Sometimes that minor update is as minor as a software modification.

"And only a small minority of clinical studies of medical devices are
randomized, controlled and blinded — the gold standard for reliable evidence"

This is true because it's unethical to conduct major surgery on someone to
give them a placebo, so we can't really blind the studies. They are definitely
randomized and controlled though.

"In fact, according to a 2014 journal article co-written by one of us, the
F.D.A. has never issued a warning letter or penalty for a postmarket study
delay."

This is laughably untrue. I've in fact worked for two companies that received
penalties for not being timely in postmarket surveillance. It might be true
that FDA has never given a warning letter (which is their version of 'you've
been a bad boy, no new products for you until you get your shit together)
solely for postmarket reporting failures, but that's a much different claim.

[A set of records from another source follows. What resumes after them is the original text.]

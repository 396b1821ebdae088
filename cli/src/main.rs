use std::{process::ExitCode, sync::Arc, time::Duration};

use anyhow::Context;
use catalog_core::{ChannelNotifier, Level, Notification, ProductForm, ProductId, ProductStore, TransportConfig};
use clap::{Args, Parser, Subcommand};
use tokio::sync::mpsc::UnboundedReceiver;
use tracing_subscriber::EnvFilter;

mod view;

const INCOMPLETE_FORM: &str = "Please fill in all fields";

#[derive(Parser, Debug)]
#[command(name = "catalog", version, about = "Browse and edit the product catalog")]
struct Cli {
    /// API origin.
    #[arg(long, env = "CATALOG_BASE_URL", default_value = "http://localhost:3000")]
    base_url: String,

    /// Request timeout in seconds. No timeout when omitted.
    #[arg(long)]
    timeout_secs: Option<u64>,

    #[command(subcommand)]
    command: Command,
}

#[derive(Subcommand, Debug)]
enum Command {
    /// List all products.
    List,
    /// Show one product.
    Get { id: ProductId },
    /// Add a product.
    Create(CreateArgs),
    /// Edit a product. Omitted fields keep their current value.
    Update(UpdateArgs),
    /// Delete a product.
    Delete { id: ProductId },
}

#[derive(Args, Debug)]
struct CreateArgs {
    #[arg(long)]
    name: String,
    #[arg(long)]
    price: String,
    #[arg(long)]
    image: String,
}

impl CreateArgs {
    fn into_form(self) -> ProductForm {
        ProductForm::new(self.name, self.price, self.image)
    }
}

#[derive(Args, Debug)]
struct UpdateArgs {
    id: ProductId,
    #[arg(long)]
    name: Option<String>,
    #[arg(long)]
    price: Option<String>,
    #[arg(long)]
    image: Option<String>,
}

impl UpdateArgs {
    fn apply(self, mut form: ProductForm) -> ProductForm {
        if let Some(name) = self.name {
            form.name = name;
        }
        if let Some(price) = self.price {
            form.price = price;
        }
        if let Some(image) = self.image {
            form.image = image;
        }
        form
    }
}

/// Print queued notifications; true if any reported a failure.
fn drain(notes: &mut UnboundedReceiver<Notification>) -> bool {
    let mut failed = false;
    while let Ok(note) = notes.try_recv() {
        failed |= note.level == Level::Error;
        match note.level {
            Level::Success => println!("{}", view::notification(&note)),
            Level::Error => eprintln!("{}", view::notification(&note)),
        }
    }
    failed
}

async fn run(cli: Cli) -> anyhow::Result<ExitCode> {
    let (notifier, mut notes) = ChannelNotifier::new();
    let config = TransportConfig {
        timeout: cli.timeout_secs.map(Duration::from_secs),
        ..TransportConfig::default()
    };
    let store = ProductStore::connect(&cli.base_url, config, Arc::new(notifier))
        .context("failed to build HTTP client")?;

    let failed = match cli.command {
        Command::List => {
            store.list_products().await;
            let state = store.state();
            match view::error_banner(&state) {
                Some(banner) => {
                    eprintln!("{banner}");
                    true
                }
                None => {
                    print!("{}", view::product_table(&state.products));
                    false
                }
            }
        }
        Command::Get { id } => {
            store.fetch_product(id).await;
            let state = store.state();
            match (&state.current_product, view::error_banner(&state)) {
                (Some(product), None) => {
                    print!("{}", view::product_detail(product));
                    false
                }
                (_, banner) => {
                    eprintln!("{}", banner.unwrap_or_else(|| "Product not found".to_string()));
                    true
                }
            }
        }
        Command::Create(args) => {
            let form = args.into_form();
            if !form.is_complete() {
                eprintln!("{}", view::notification(&Notification::error(INCOMPLETE_FORM)));
                return Ok(ExitCode::FAILURE);
            }
            store.set_form_data(form);
            store.create_product().await;
            let failed = drain(&mut notes);
            if !failed {
                print!("{}", view::product_table(&store.state().products));
            }
            failed
        }
        Command::Update(args) => {
            let id = args.id;
            store.fetch_product(id).await;
            let state = store.state();
            if let Some(banner) = view::error_banner(&state) {
                eprintln!("{banner}");
                return Ok(ExitCode::FAILURE);
            }
            store.set_form_data(args.apply(state.form_data));
            store.update_product(id).await;
            let failed = drain(&mut notes);
            if let (false, Some(product)) = (failed, store.state().current_product) {
                print!("{}", view::product_detail(&product));
            }
            failed
        }
        Command::Delete { id } => {
            store.delete_product(id).await;
            drain(&mut notes)
        }
    };

    Ok(if failed { ExitCode::FAILURE } else { ExitCode::SUCCESS })
}

#[tokio::main]
async fn main() -> anyhow::Result<ExitCode> {
    let filter = EnvFilter::try_from_default_env().unwrap_or_else(|_| EnvFilter::new("warn"));
    tracing_subscriber::fmt().with_env_filter(filter).with_writer(std::io::stderr).init();

    run(Cli::parse()).await
}
//! REST API for the product catalog.
//!
//! `/api/products` CRUD over an in-process table. When a static directory
//! is configured, every other path serves the built SPA with an
//! `index.html` fallback. The shield (bot detection + per-client rate
//! limit) screens both.

use std::{future::Future, net::SocketAddr, sync::Arc};

use axum::{
    http::{header, HeaderValue},
    middleware,
    routing::get,
    Router,
};
use tokio::net::TcpListener;
use tower_http::{
    cors::CorsLayer,
    services::{ServeDir, ServeFile},
    set_header::SetResponseHeaderLayer,
    trace::TraceLayer,
};
use tracing::info;
use tracing_subscriber::EnvFilter;

pub mod config;
pub mod db;
pub mod error;
pub mod routes;
pub mod shield;

pub use config::{Config, ShieldConfig};
pub use db::{new_db, Db, Product};
pub use error::{AppError, ConfigError, ServerError};

use shield::Shield;

pub fn app(config: &Config) -> Router {
    app_with_db(config, new_db())
}

/// Build the router around an existing table.
pub fn app_with_db(config: &Config, db: Db) -> Router {
    let mut app = Router::new()
        .route("/api/products", get(routes::list_products).post(routes::create_product))
        .route(
            "/api/products/{id}",
            get(routes::get_product)
                .put(routes::update_product)
                .delete(routes::delete_product),
        )
        .with_state(db);

    if let Some(dir) = &config.static_dir {
        let index = ServeFile::new(dir.join("index.html"));
        app = app.fallback_service(ServeDir::new(dir).fallback(index));
    }

    // After the fallback so static assets are screened as well.
    if config.shield.enabled {
        let shield = Arc::new(Shield::new(config.shield.clone()));
        app = app.layer(middleware::from_fn_with_state(shield, shield::protect));
    }

    app.layer(SetResponseHeaderLayer::if_not_present(
        header::X_CONTENT_TYPE_OPTIONS,
        HeaderValue::from_static("nosniff"),
    ))
    .layer(SetResponseHeaderLayer::if_not_present(
        header::X_FRAME_OPTIONS,
        HeaderValue::from_static("SAMEORIGIN"),
    ))
    .layer(SetResponseHeaderLayer::if_not_present(
        header::REFERRER_POLICY,
        HeaderValue::from_static("no-referrer"),
    ))
    .layer(CorsLayer::permissive())
    .layer(TraceLayer::new_for_http())
}

/// Serve until `shutdown` resolves. Peer addresses are recorded so the
/// shield can key rate limits by client IP.
pub async fn run<F>(listener: TcpListener, config: Config, shutdown: F) -> Result<(), std::io::Error>
where
    F: Future<Output = ()> + Send + 'static,
{
    let app = app(&config);
    axum::serve(listener, app.into_make_service_with_connect_info::<SocketAddr>())
        .with_graceful_shutdown(shutdown)
        .await
}

pub fn init_logging() -> Result<(), ServerError> {
    let filter = EnvFilter::try_from_default_env().unwrap_or_else(|_| EnvFilter::new("info"));
    tracing_subscriber::fmt()
        .with_env_filter(filter)
        .try_init()
        .map_err(|e| ServerError::Logging(e.to_string()))
}

pub async fn start_server() -> Result<(), ServerError> {
    // Missing .env is fine; the environment may already be populated.
    let _ = dotenvy::dotenv();
    init_logging()?;

    let config = Config::from_env()?;
    let address = config.address();
    info!("Binding to {address}");
    let listener = TcpListener::bind(&address).await?;
    info!(
        shield = config.shield.enabled,
        static_dir = ?config.static_dir,
        "Server running on {address}"
    );

    run(listener, config, shutdown_signal()).await?;
    info!("Server stopped");
    Ok(())
}

async fn shutdown_signal() {
    if tokio::signal::ctrl_c().await.is_err() {
        // Without a signal handler the server runs until killed.
        std::future::pending::<()>().await;
    }
    info!("Shutdown signal received");
}
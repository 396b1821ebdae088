use axum::{
    extract::{Path, State},
    http::StatusCode,
    Json,
};
use serde::Serialize;
use tracing::info;

use crate::{
    db::{Db, Product, ProductInput},
    error::AppError,
};

/// `{ "success": true, "data": ... }`
#[derive(Debug, Serialize)]
pub struct Success<T> {
    pub success: bool,
    pub data: T,
}

fn success<T>(data: T) -> Json<Success<T>> {
    Json(Success { success: true, data })
}

pub async fn list_products(State(db): State<Db>) -> Json<Success<Vec<Product>>> {
    let products = db.read().await.list();
    success(products)
}

pub async fn create_product(
    State(db): State<Db>,
    Json(input): Json<ProductInput>,
) -> Result<(StatusCode, Json<Success<Product>>), AppError> {
    let fields = input.validate()?;
    let product = db.write().await.insert(fields);
    info!(id = product.id, name = %product.name, "product created");
    Ok((StatusCode::CREATED, success(product)))
}

pub async fn get_product(
    State(db): State<Db>,
    Path(id): Path<i64>,
) -> Result<Json<Success<Product>>, AppError> {
    db.read().await.get(id).map(success).ok_or(AppError::NotFound)
}

pub async fn update_product(
    State(db): State<Db>,
    Path(id): Path<i64>,
    Json(input): Json<ProductInput>,
) -> Result<Json<Success<Product>>, AppError> {
    let fields = input.validate()?;
    let product = db.write().await.update(id, fields).ok_or(AppError::NotFound)?;
    info!(id, "product updated");
    Ok(success(product))
}

pub async fn delete_product(
    State(db): State<Db>,
    Path(id): Path<i64>,
) -> Result<Json<Success<Product>>, AppError> {
    let product = db.write().await.remove(id).ok_or(AppError::NotFound)?;
    info!(id, "product deleted");
    Ok(success(product))
}
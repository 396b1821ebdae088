//! Domain DTOs for the product catalog API.
//!
//! # Design
//! These types mirror the server's schema but are defined independently.
//! Prices travel as decimal strings (`"49.99"`), which is how a
//! `DECIMAL(10,2)` column is rendered to JSON; the client never does
//! arithmetic on them. Integration tests catch schema drift between the
//! two crates.

use chrono::{DateTime, Utc};
use serde::{Deserialize, Serialize};

/// Server-assigned product identifier.
pub type ProductId = i64;

/// A single product returned by the API.
#[derive(Debug, Clone, Serialize, Deserialize, PartialEq, Eq)]
pub struct Product {
    pub id: ProductId,
    pub name: String,
    pub price: String,
    pub image: String,
    #[serde(default, alias = "createdAt", skip_serializing_if = "Option::is_none")]
    pub created_at: Option<DateTime<Utc>>,
}

/// The create/edit form buffer. All fields are raw user input; the server
/// is the only validator.
///
/// Also serves as the request payload for `POST` and `PUT`.
#[derive(Debug, Clone, Default, Serialize, Deserialize, PartialEq, Eq)]
pub struct ProductForm {
    pub name: String,
    pub price: String,
    pub image: String,
}

impl ProductForm {
    pub fn new(name: impl Into<String>, price: impl Into<String>, image: impl Into<String>) -> Self {
        Self {
            name: name.into(),
            price: price.into(),
            image: image.into(),
        }
    }

    /// True when every field has been filled in. Submit controls use this to
    /// stay disabled; it is not a validity check.
    pub fn is_complete(&self) -> bool {
        !self.name.trim().is_empty() && !self.price.trim().is_empty() && !self.image.trim().is_empty()
    }
}

impl From<&Product> for ProductForm {
    fn from(product: &Product) -> Self {
        Self {
            name: product.name.clone(),
            price: product.price.clone(),
            image: product.image.clone(),
        }
    }
}

/// `{ "data": ... }` wrapper used by every successful response. Extra keys
/// such as `success` are ignored.
#[derive(Debug, Clone, Deserialize)]
pub(crate) struct Envelope<T> {
    pub data: T,
}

"When a high-quality clinical trial was finally completed, in 2011, it found
that patients who had the device implanted were more likely to have another
stroke and to die than those just receiving medical management. Despite this
evidence, the F.D.A. did not withdraw the device (though it did narrow its
recommended uses)."

Wingspan was left on the market because for certain classes of patients it was
a good treatment. FDA's action was appropriate.

"But alarmingly, the 21st Century Cures Act would establish a third-party
program of nongovernment authorities to assess whether a company is permitted
to make such changes. The act would enable the device manufacturer itself to
select — and pay — the third party from an approved list. This flagrant
conflict of interest would make it impossible for physicians or patients to
have trust in the safety or effectiveness of updated medical devices."

This is the mechanism that Europe uses to approve all medical devices, not
just changes, and it is not the nightmare scenario the authors make it out to
be. The reason is that the regulatory middlemen have balanced incentives: they
can't be too lax because when they get audited by the European Commission they
can lose their license (and in effect go out of business). They can't be too
strict because a manufacturer has 5 other companies they can do business with.